While the final version of this work is set within a reflecting pool that suggests a submerged connection between the massive, abstracted forms, the MIT model stands on a low granite base that exposes their points of contact and allows viewers to get closer to the piece. Texture comes to the fore in this work; the bronze appears scarred and scraped in some places, creating a severity at odds with the supposedly relaxed subject. Both versions can also be viewed from a distance, where the bulbous elements suggest a heap of bones rather than a body. Moore had an abiding interest in organic forms and collected many examples of them, from stones to skulls and bones. He incorporated these into his work throughout his career, especially after the 1950s.

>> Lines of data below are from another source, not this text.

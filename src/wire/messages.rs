// Wire messages exchanged between a leader and a follower.
//
// These are plain prost messages, declared by hand instead of generated from a .proto file. The
// field tags are part of the wire format and must never be renumbered.

#[derive(Clone, PartialEq, ::prost::Message)]
pub struct ProtoHello {
    #[prost(string, tag = "1")]
    pub topology_id: String,
    #[prost(string, tag = "2")]
    pub leader_tag: String,
    #[prost(string, tag = "3")]
    pub follower_tag: String,
    #[prost(uint64, tag = "4")]
    pub election_timeout_ms: u64,
    #[prost(string, tag = "5")]
    pub leader_url: String,
    #[prost(string, tag = "6")]
    pub follower_url: String,
}

#[derive(Clone, PartialEq, ::prost::Message)]
pub struct ProtoLogLengthNegotiation {
    #[prost(uint64, tag = "1")]
    pub term: u64,
    #[prost(uint64, tag = "2")]
    pub prev_log_index: u64,
    #[prost(uint64, tag = "3")]
    pub prev_log_term: u64,
    /// Set when the leader no longer has the term at `prev_log_index`, because it was compacted.
    #[prost(bool, tag = "4")]
    pub truncated: bool,
}

#[derive(Clone, Copy, Debug, PartialEq, Eq, Hash, PartialOrd, Ord, ::prost::Enumeration)]
#[repr(i32)]
pub enum ProtoNegotiationStatus {
    Unspecified = 0,
    Acceptable = 1,
    Rejected = 2,
    Negotiate = 3,
}

#[derive(Clone, PartialEq, ::prost::Message)]
pub struct ProtoLogLengthNegotiationResponse {
    #[prost(uint64, tag = "1")]
    pub current_term: u64,
    #[prost(enumeration = "ProtoNegotiationStatus", tag = "2")]
    pub status: i32,
    #[prost(uint64, tag = "3")]
    pub min_index: u64,
    #[prost(uint64, tag = "4")]
    pub max_index: u64,
    #[prost(uint64, tag = "5")]
    pub midpoint_index: u64,
    #[prost(uint64, tag = "6")]
    pub midpoint_term: u64,
    #[prost(uint64, tag = "7")]
    pub last_log_index: u64,
    #[prost(string, tag = "8")]
    pub message: String,
}

#[derive(Clone, PartialEq, ::prost::Message)]
pub struct ProtoLogEntry {
    #[prost(uint64, tag = "1")]
    pub index: u64,
    #[prost(uint64, tag = "2")]
    pub term: u64,
    #[prost(bytes = "vec", tag = "3")]
    pub data: Vec<u8>,
    #[prost(uint32, tag = "4")]
    pub flags: u32,
}

#[derive(Clone, PartialEq, ::prost::Message)]
pub struct ProtoAppendEntries {
    #[prost(uint64, tag = "1")]
    pub term: u64,
    #[prost(uint64, tag = "2")]
    pub prev_log_index: u64,
    #[prost(uint64, tag = "3")]
    pub prev_log_term: u64,
    #[prost(uint64, tag = "4")]
    pub leader_commit: u64,
    /// Lowest index any member of the cluster still needs. Followers may compact below it.
    #[prost(uint64, tag = "5")]
    pub truncate_log_before: u64,
    #[prost(message, repeated, tag = "6")]
    pub entries: Vec<ProtoLogEntry>,
    #[prost(bool, tag = "7")]
    pub force_elections: bool,
    #[prost(uint64, tag = "8")]
    pub time_as_leader_ms: u64,
}

#[derive(Clone, PartialEq, ::prost::Message)]
pub struct ProtoAppendEntriesResponse {
    #[prost(uint64, tag = "1")]
    pub current_term: u64,
    #[prost(uint64, tag = "2")]
    pub last_log_index: u64,
    #[prost(bool, tag = "3")]
    pub success: bool,
    /// The follower is still applying; another response will follow.
    #[prost(bool, tag = "4")]
    pub pending: bool,
    #[prost(string, tag = "5")]
    pub message: String,
}

#[derive(Clone, PartialEq, ::prost::Message)]
pub struct ProtoInstallSnapshot {
    #[prost(uint64, tag = "1")]
    pub term: u64,
    /// Zero when no state transfer follows and only the topology is being delivered.
    #[prost(uint64, tag = "2")]
    pub last_included_index: u64,
    #[prost(uint64, tag = "3")]
    pub last_included_term: u64,
    #[prost(bytes = "vec", tag = "4")]
    pub topology: Vec<u8>,
}

#[derive(Clone, PartialEq, ::prost::Message)]
pub struct ProtoInstallSnapshotResponse {
    #[prost(uint64, tag = "1")]
    pub current_term: u64,
    #[prost(bool, tag = "2")]
    pub done: bool,
    #[prost(uint64, tag = "3")]
    pub last_log_index: u64,
}

#[derive(Clone, Copy, Debug, PartialEq, Eq, Hash, PartialOrd, Ord, ::prost::Enumeration)]
#[repr(i32)]
pub enum ProtoStructureKind {
    /// Terminates the snapshot stream.
    None = 0,
    OrderedMap = 1,
    Table = 2,
}

/// Header of one structure in the snapshot stream; `count` items of the matching kind follow.
#[derive(Clone, PartialEq, ::prost::Message)]
pub struct ProtoSnapshotStructure {
    #[prost(enumeration = "ProtoStructureKind", tag = "1")]
    pub kind: i32,
    #[prost(bytes = "vec", tag = "2")]
    pub key: Vec<u8>,
    #[prost(uint64, tag = "3")]
    pub count: u64,
}

#[derive(Clone, PartialEq, ::prost::Message)]
pub struct ProtoSnapshotMapEntry {
    #[prost(bytes = "vec", tag = "1")]
    pub key: Vec<u8>,
    #[prost(bytes = "vec", tag = "2")]
    pub value: Vec<u8>,
}

#[derive(Clone, PartialEq, ::prost::Message)]
pub struct ProtoSnapshotTableRow {
    #[prost(bytes = "vec", tag = "1")]
    pub data: Vec<u8>,
}

#[derive(Clone, PartialEq, ::prost::Message)]
pub struct ProtoTopologyMember {
    #[prost(string, tag = "1")]
    pub tag: String,
    #[prost(string, tag = "2")]
    pub url: String,
}

#[derive(Clone, PartialEq, ::prost::Message)]
pub struct ProtoTopology {
    #[prost(string, tag = "1")]
    pub topology_id: String,
    #[prost(string, tag = "2")]
    pub leader_tag: String,
    #[prost(message, repeated, tag = "3")]
    pub members: Vec<ProtoTopologyMember>,
}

Henry Moore (1898–1986) is regarded as one of the foremost British sculptors of the twentieth century. After a two-year course at Leeds School of Art, Moore was awarded a scholarship to study sculpture at the Royal College of Art in London in 1921. Perhaps more influential than his coursework were his visits to the British Museum: his early sketchbooks indicate his interest in Paleolithic fertility goddesses; Cycladic and early Greek art; and Sumerian, Egyptian, Etruscan, Oceanic, Peruvian, and Pre-Columbian sculpture. Almost all of Moore’s own works from the 1920s and 1930s are carved sculptures, initially inspired by pre-Columbian stone carving, that exhibit his respect for the character of stone or wood. Another early influence was the work of Paul Cézanne, which Moore encountered on his first visit to Paris in 1923. Moore’s sculpture of the 1930s reflects the artistic developments in Paris, particularly the work of Pablo Picasso, Hans Arp, and Alberto Giacometti. After the mid-1950s, the sources for many of Moore’s sculptures were natural forms such as bones, shells, pebbles, and flint stones. During the last fifteen years of his life, he devoted his time to drawing, and printmaking also became a major part of his work in the late 1960s; by the end of his life, he had produced more than 700 prints.